Nearly half of pubs and bars across Scotland plan to reduce their opening hours and one in 10 expect to close completely this winter because they can’t afford to continue trading.
A new snapshot survey of the sector by the Scottish Licensed Trade Association (SLTA) further reveals that 5 per cent of outlets have not re-opened since the Covid lockdowns, while half are trading at significantly lower levels than prior to the pandemic. Recruitment in the wake of Brexit remains an issue, with 40% employing significantly fewer staff.
Given these “unprecedented challenges” the SLTA is calling for additional support for the sector. Managing director Colin Wilkinson said the figures show that nine out of 10 outlets will need Government assistance to survive the winter.
“For many outlets it won’t be economically viable to remain open and one in 10 of our respondents plan to close during the winter months and nearly one in two expect to reduce opening hours,” Mr Wilkinson said. “Our sector is a crucial part of the tourism industry and reduced opening hours will have a knock-on impact for Scotland’s wider food and drink sector, and for employment within the sector.
“Our pubs and bars have worked very hard post-Covid and Brexit to showcase Scotland’s hospitality industry, but with a tsunami of rising costs and low consumer confidence we urgently call on local and national governments to help us through the winter.

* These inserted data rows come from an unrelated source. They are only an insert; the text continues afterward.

//! Board layout and selection tests against the public API

use tui_triples::core::{generate_deck, Board, RandomSource, SimpleRng};
use tui_triples::types::GameConfig;

fn dealt_board(seed: u32) -> (Board, GameConfig) {
    let config = GameConfig::default();
    let mut rng = SimpleRng::new(seed);
    let deck = generate_deck(&config, &mut rng as &mut dyn RandomSource);
    let mut board = Board::place(&config, &mut rng).unwrap();
    board.distribute(deck, &config);
    (board, config)
}

#[test]
fn test_layout_has_no_overlapping_stacks() {
    for seed in [1, 42, 999, 123456] {
        let (board, config) = dealt_board(seed);
        let min_sep = config.piece_size_px * 3 / 2;

        for (i, a) in board.stacks().iter().enumerate() {
            for b in &board.stacks()[i + 1..] {
                let dx = (a.x() - b.x()).abs();
                let dy = (a.y() - b.y()).abs();
                assert!(
                    dx >= min_sep || dy >= min_sep,
                    "seed {}: stacks at ({},{}) and ({},{}) overlap",
                    seed,
                    a.x(),
                    a.y(),
                    b.x(),
                    b.y()
                );
            }
        }
    }
}

#[test]
fn test_layout_respects_margins() {
    let (board, config) = dealt_board(2024);
    let min = config.margin_px;
    let max = config.board_size_px - config.piece_size_px - config.margin_px;

    for stack in board.stacks() {
        assert!((min..=max).contains(&stack.x()));
        assert!((min..=max).contains(&stack.y()));
    }
}

#[test]
fn test_every_stack_is_dealt_to_height() {
    let (board, config) = dealt_board(7);

    assert_eq!(board.stacks().len(), config.stack_count);
    for stack in board.stacks() {
        assert_eq!(stack.len(), config.max_stack_height);
    }
}

#[test]
fn test_impossible_layout_reports_error() {
    let config = GameConfig {
        stack_count: 100,
        ..GameConfig::default()
    };
    let mut rng = SimpleRng::new(1);

    let err = Board::place(&config, &mut rng).unwrap_err();
    assert!(err.stack < config.stack_count);
    assert_eq!(err.attempts, config.placement_attempt_limit);
}

#[test]
fn test_draining_a_stack_exposes_each_piece_in_turn() {
    let (mut board, config) = dealt_board(31337);
    let stack = board.stack_mut(0).unwrap();

    for step in 0..config.max_stack_height {
        let top_id = stack.top().unwrap().id;
        assert!(stack.is_selectable(top_id), "step {}: top not selectable", step);
        assert!(stack.try_select(top_id).is_some());
    }
    assert!(stack.is_empty());
    assert!(stack.top().is_none());
}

We must protect the jobs that outlets provide directly and the associated jobs in the wholesaling, brewing, distilling and food-producing sectors.”
The figures come as a UK-wide survey from virtual delivery platform Peckwater Brands found that only 59% of pub owners are confident their establishment will still be open in 12 months’ time. Less than two-fifths have confidence in the government’s support for the hospitality sector.
“Rising costs and reduced consumer spending pose serious threats to many UK pubs, and the results of our first ‘The Local’ survey show just how challenging the current climate is,” Peckwater chief executive Sam Martin said. “Confidence is low; the outlook for many pubs is somewhat bleak.”
Wholesale gas and electricity costs for UK businesses have been capped for six months, but the Federation of Small Businesses has said this will not affect the high standing charges imposed by suppliers. Firms have also warned that the “cliff-edge” when the six months of help finishes at the end of March does not provide long-term security.
Sweeping tax cuts in last week’s “mini-Budget” also failed to include measures which the hospitality sector and others were hoping for. Among those items overlooked were cuts to business rates and VAT levies.
Read more: Warning Scottish hospitality will 'go dark' this Christmas
Mr Wilkinson said half of all hospitality outlets in Scotland are still carrying “significant” debts from Covid loans taken out to stay afloat during the lockdown period of the pandemic. With energy costs also rising at an unprecedented rate, 45% of outlets across the country expect to reduce their opening hours this coming winter.
“Many of our respondents are still carrying significant Covid debt and are dealing with the challenges of Brexit, but we are now facing even bigger hurdles with rising costs, staff shortages and enormous increases to energy costs, with one in four anticipating an increase in energy costs of over 500%, despite the Chancellor’s announcement on capping wholesale energy prices,” Mr Wilkinson said.
He added: “Our snapshot survey covers all types of licensed premises and is an indicator of the key issues facing a wide rage of small to large businesses which trade within the wider hospitality sector.
“Our survey is based on quantitative research from over 600 outlets covering the length and breadth of the country and is supported by major food and drink chains and independent pubs, bars and hotels in Scotland’s hospitality sector.”